**What you will do:**
A verbatim transcription of every record below is required.

[Data entries]

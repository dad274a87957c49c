//! Application service: generate a deployment file and hand it to `modal deploy`.
//!
//! Imports only from `crate::domain` and `crate::application::ports`.

use std::path::{Path, PathBuf};
use std::time::Duration;

use anyhow::Result;

use crate::application::ports::{AppDeployer, AppManager, ProgressReporter, SourceFs};
use crate::application::services::app_service;
use crate::domain::apps::extract_url;
use crate::domain::detect::{self, Detection};
use crate::domain::messages::{Locale, Message};
use crate::domain::render::{self, output_file_name};
use crate::domain::{DeployError, TemplateConfig};

/// A user source file read from disk.
#[derive(Debug, Clone)]
pub struct SourceFile {
    pub path: PathBuf,
    /// File name with extension, e.g. `app.py`.
    pub file_name: String,
    /// File name without extension, e.g. `app`.
    pub stem: String,
    pub content: String,
}

/// Everything `execute` needs besides its collaborators.
#[derive(Debug, Clone)]
pub struct DeployPlan {
    pub config: TemplateConfig,
    pub output_path: PathBuf,
    /// Stop after writing the file.
    pub dry_run: bool,
    /// Stop the app right after a successful deploy.
    pub test_deploy: bool,
    /// Limit for the `modal deploy` process.
    pub deploy_timeout: Duration,
    pub locale: Locale,
}

/// What happened during `execute`.
#[derive(Debug, Clone, PartialEq, Eq)]
pub struct DeployReport {
    pub output_path: PathBuf,
    pub detection: Detection,
    pub deployed: bool,
    pub url: Option<String>,
    /// Set when `--test-deploy` stopped the app again.
    pub stopped: bool,
}

/// Read a Python source file.
///
/// # Errors
///
/// Returns an error if the path has no `.py` extension, does not exist, or
/// cannot be read.
pub fn load_source(fs: &impl SourceFs, path: &Path) -> Result<SourceFile> {
    let display = path.display().to_string();
    if path.extension().and_then(|e| e.to_str()) != Some("py") {
        return Err(DeployError::NotPython(display).into());
    }
    let content = fs.read_source(path)?;
    let file_name = path
        .file_name()
        .map(|n| n.to_string_lossy().into_owned())
        .unwrap_or_default();
    let stem = path
        .file_stem()
        .map(|s| s.to_string_lossy().into_owned())
        .unwrap_or_default();
    Ok(SourceFile {
        path: path.to_path_buf(),
        file_name,
        stem,
        content,
    })
}

/// `modal_<stem>.py` next to the source, or inside `output_dir`.
#[must_use]
pub fn output_path(source: &SourceFile, output_dir: Option<&Path>) -> PathBuf {
    let name = output_file_name(&source.stem);
    match output_dir {
        Some(dir) => dir.join(name),
        None => source
            .path
            .parent()
            .map_or_else(|| PathBuf::from(&name), |p| p.join(&name)),
    }
}

/// Render `config` and write it to `path`.
///
/// # Errors
///
/// Returns an error if the file cannot be written.
pub fn generate(fs: &impl SourceFs, config: &TemplateConfig, path: &Path) -> Result<Detection> {
    let detection = if config.mode.serves_gradio() {
        detect::detect(&config.source, config.entry_point.as_deref())
    } else {
        Detection::None
    };
    let rendered = render::render(config);
    fs.write_generated(path, &rendered)?;
    tracing::debug!(path = %path.display(), bytes = rendered.len(), "wrote deployment file");
    Ok(detection)
}

/// Run `modal deploy` and pull the app URL out of its output.
///
/// # Errors
///
/// Returns `DeployError::DeployFailed` with the CLI's stderr on non-zero exit.
pub async fn deploy(
    deployer: &impl AppDeployer,
    file: &Path,
    timeout: Duration,
) -> Result<Option<String>> {
    let output = deployer.deploy(file, timeout).await?;
    let stdout = String::from_utf8_lossy(&output.stdout);
    let stderr = String::from_utf8_lossy(&output.stderr);
    if !output.status.success() {
        let detail = if stderr.trim().is_empty() {
            stdout.trim()
        } else {
            stderr.trim()
        };
        return Err(DeployError::DeployFailed(detail.to_string()).into());
    }
    Ok(extract_url(&stdout).or_else(|| extract_url(&stderr)))
}

/// Generate, then deploy unless this is a dry run.
///
/// # Errors
///
/// Returns an error if writing, deploying, or the test-deploy stop fails.
pub async fn execute(
    plan: &DeployPlan,
    fs: &impl SourceFs,
    modal: &(impl AppDeployer + AppManager),
    reporter: &impl ProgressReporter,
) -> Result<DeployReport> {
    let text = |m: Message| m.text(plan.locale);

    reporter.step(text(Message::Generating));
    let detection = generate(fs, &plan.config, &plan.output_path)?;
    reporter.success(&format!(
        "{} {}",
        text(Message::Generated),
        plan.output_path.display()
    ));
    warn_on_detection(reporter, &detection, plan);

    let mut report = DeployReport {
        output_path: plan.output_path.clone(),
        detection,
        deployed: false,
        url: None,
        stopped: false,
    };

    if plan.dry_run {
        reporter.step(&format!(
            "{} modal deploy {}",
            text(Message::DryRunDone),
            plan.output_path.display()
        ));
        return Ok(report);
    }

    reporter.step(text(Message::Deploying));
    report.url = deploy(modal, &plan.output_path, plan.deploy_timeout).await?;
    report.deployed = true;
    match &report.url {
        Some(_) => reporter.success(text(Message::Deployed)),
        None => reporter.warn(text(Message::NoUrl)),
    }

    if plan.test_deploy {
        reporter.step(&format!(
            "{} {}",
            text(Message::StoppingTestDeploy),
            plan.config.app_name
        ));
        app_service::stop_app(modal, &plan.config.app_name).await?;
        report.stopped = true;
        reporter.success(text(Message::TestDeployStopped));
    }

    Ok(report)
}

fn warn_on_detection(reporter: &impl ProgressReporter, detection: &Detection, plan: &DeployPlan) {
    if !plan.config.mode.serves_gradio() {
        return;
    }
    match detection {
        Detection::None => reporter.warn(
            "No module-level Gradio interface found in the source; \
             the app will fail to start unless one is created at import time",
        ),
        Detection::Ambiguous(found) => {
            let names: Vec<&str> = found.iter().map(|c| c.name.as_str()).collect();
            reporter.warn(&format!(
                "Several Gradio interfaces found ({}); pass --entry-point to choose",
                names.join(", ")
            ));
        }
        Detection::Unique(c) => {
            tracing::debug!(name = %c.name, kind = %c.kind, line = c.line, "gradio interface detected");
        }
    }
}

**Exercise solution:**
repository dad274a87957c49c
//! Application service: generate a deployment file and hand it to `modal deploy`.
//!
//! Imports only from `crate::domain` and `crate::application::ports`.

use std::path::{Path, PathBuf};
use std::time::Duration;

use anyhow::Result;

use crate::application::ports::{AppDeployer, AppManager, ProgressReporter, SourceFs};
use crate::application::services::app_service;
use crate::domain::apps::extract_url;
use crate::domain::detect::{self, Detection};
use crate::domain::messages::{Locale, Message};
use crate::domain::render::{self, output_file_name};
use crate::domain::{DeployError, TemplateConfig};

/// A user source file read from disk.
#[derive(Debug, Clone)]
pub struct SourceFile {
    pub path: PathBuf,
    /// File name with extension, e.g. `app.py`.
    pub file_name: String,
    /// File name without extension, e.g. `app`.
    pub stem: String,
    pub content: String,
}

/// Everything `execute` needs besides its collaborators.
#[derive(Debug, Clone)]
pub struct DeployPlan {
    pub config: TemplateConfig,
    pub output_path: PathBuf,
    /// Stop after writing the file.
    pub dry_run: bool,
    /// Stop the app right after a successful deploy.
    pub test_deploy: bool,
    /// Limit for the `modal deploy` process.
    pub deploy_timeout: Duration,
    pub locale: Locale,
}

/// What happened during `execute`.
#[derive(Debug, Clone, PartialEq, Eq)]
pub struct DeployReport {
    pub output_path: PathBuf,
    pub detection: Detection,
    pub deployed: bool,
    pub url: Option<String>,
    /// Set when `--test-deploy` stopped the app again.
    pub stopped: bool,
}

/// Read a Python source file.
///
/// # Errors
///
/// Returns an error if the path has no `.py` extension, does not exist, or
/// cannot be read.
pub fn load_source(fs: &impl SourceFs, path: &Path) -> Result<SourceFile> {
    let display = path.display().to_string();
    if path.extension().and_then(|e| e.to_str()) != Some("py") {
        return Err(DeployError::NotPython(display).into());
    }
    let content = fs.read_source(path)?;
    let file_name = path
        .file_name()
        .map(|n| n.to_string_lossy().into_owned())
        .unwrap_or_default();
    let stem = path
        .file_stem()
        .map(|s| s.to_string_lossy().into_owned())
        .unwrap_or_default();
    Ok(SourceFile {
        path: path.to_path_buf(),
        file_name,
        stem,
        content,
    })
}

/// `modal_<stem>.py` next to the source, or inside `output_dir`.
#[must_use]
pub fn output_path(source: &SourceFile, output_dir: Option<&Path>) -> PathBuf {
    let name = output_file_name(&source.stem);
    match output_dir {
        Some(dir) => dir.join(name),
        None => source
            .path
            .parent()
            .map_or_else(|| PathBuf::from(&name), |p| p.join(&name)),
    }
}

/// Render `config` and write it to `path`.
///
/// # Errors
///
/// Returns an error if the file cannot be written.
pub fn generate(fs: &impl SourceFs, config: &TemplateConfig, path: &Path) -> Result<Detection> {
    let detection = if config.mode.serves_gradio() {
        detect::detect(&config.source, config.entry_point.as_deref())
    } else {
        Detection::None
    };
    let rendered = render::render(config);
    fs.write_generated(path, &rendered)?;
    tracing::debug!(path = %path.display(), bytes = rendered.len(), "wrote deployment file");
    Ok(detection)
}

/// Run `modal deploy` and pull the app URL out of its output.
///
/// # Errors
///
/// Returns `DeployError::DeployFailed` with the CLI's stderr on non-zero exit.
pub async fn deploy(
    deployer: &impl AppDeployer,
    file: &Path,
    timeout: Duration,
) -> Result<Option<String>> {
    let output = deployer.deploy(file, timeout).await?;
    let stdout = String::from_utf8_lossy(&output.stdout);
    let stderr = String::from_utf8_lossy(&output.stderr);
    if !output.status.success() {
        let detail = if stderr.trim().is_empty() {
            stdout.trim()
        } else {
            stderr.trim()
        };
        return Err(DeployError::DeployFailed(detail.to_string()).into());
    }
    Ok(extract_url(&stdout).or_else(|| extract_url(&stderr)))
}

/// Generate, then deploy unless this is a dry run.
///
/// # Errors
///
/// Returns an error if writing, deploying, or the test-deploy stop fails.
pub async fn execute(
    plan: &DeployPlan,
    fs: &impl SourceFs,
    modal: &(impl AppDeployer + AppManager),
    reporter: &impl ProgressReporter,
) -> Result<DeployReport> {
    let text = |m: Message| m.text(plan.locale);

    reporter.step(text(Message::Generating));
    let detection = generate(fs, &plan.config, &plan.output_path)?;
    reporter.success(&format!(
        "{} {}",
        text(Message::Generated),
        plan.output_path.display()
    ));
    warn_on_detection(reporter, &detection, plan);

    let mut report = DeployReport {
        output_path: plan.output_path.clone(),
        detection,
        deployed: false,
        url: None,
        stopped: false,
    };

    if plan.dry_run {
        reporter.step(&format!(
            "{} modal deploy {}",
            text(Message::DryRunDone),
            plan.output_path.display()
        ));
        return Ok(report);
    }

    reporter.step(text(Message::Deploying));
    report.url = deploy(modal, &plan.output_path, plan.deploy_timeout).await?;
    report.deployed = true;
    match &report.url {
        Some(_) => reporter.success(text(Message::Deployed)),
        None => reporter.warn(text(Message::NoUrl)),
    }

    if plan.test_deploy {
        reporter.step(&format!(
            "{} {}",
            text(Message::StoppingTestDeploy),
            plan.config.app_name
        ));
        app_service::stop_app(modal, &plan.config.app_name).await?;
        report.stopped = true;
        reporter.success(text(Message::TestDeployStopped));
    }

    Ok(report)
}

fn warn_on_detection(reporter: &impl ProgressReporter, detection: &Detection, plan: &DeployPlan) {
    if !plan.config.mode.serves_gradio() {
        return;
    }
    match detection {
        Detection::None => reporter.warn(
            "No module-level Gradio interface found in the source; \
             the app will fail to start unless one is created at import time",
        ),
        Detection::Ambiguous(found) => {
            let names: Vec<&str> = found.iter().map(|c| c.name.as_str()).collect();
            reporter.warn(&format!(
                "Several Gradio interfaces found ({}); pass --entry-point to choose",
                names.join(", ")
            ));
        }
        Detection::Unique(c) => {
            tracing::debug!(name = %c.name, kind = %c.kind, line = c.line, "gradio interface detected");
        }
    }
}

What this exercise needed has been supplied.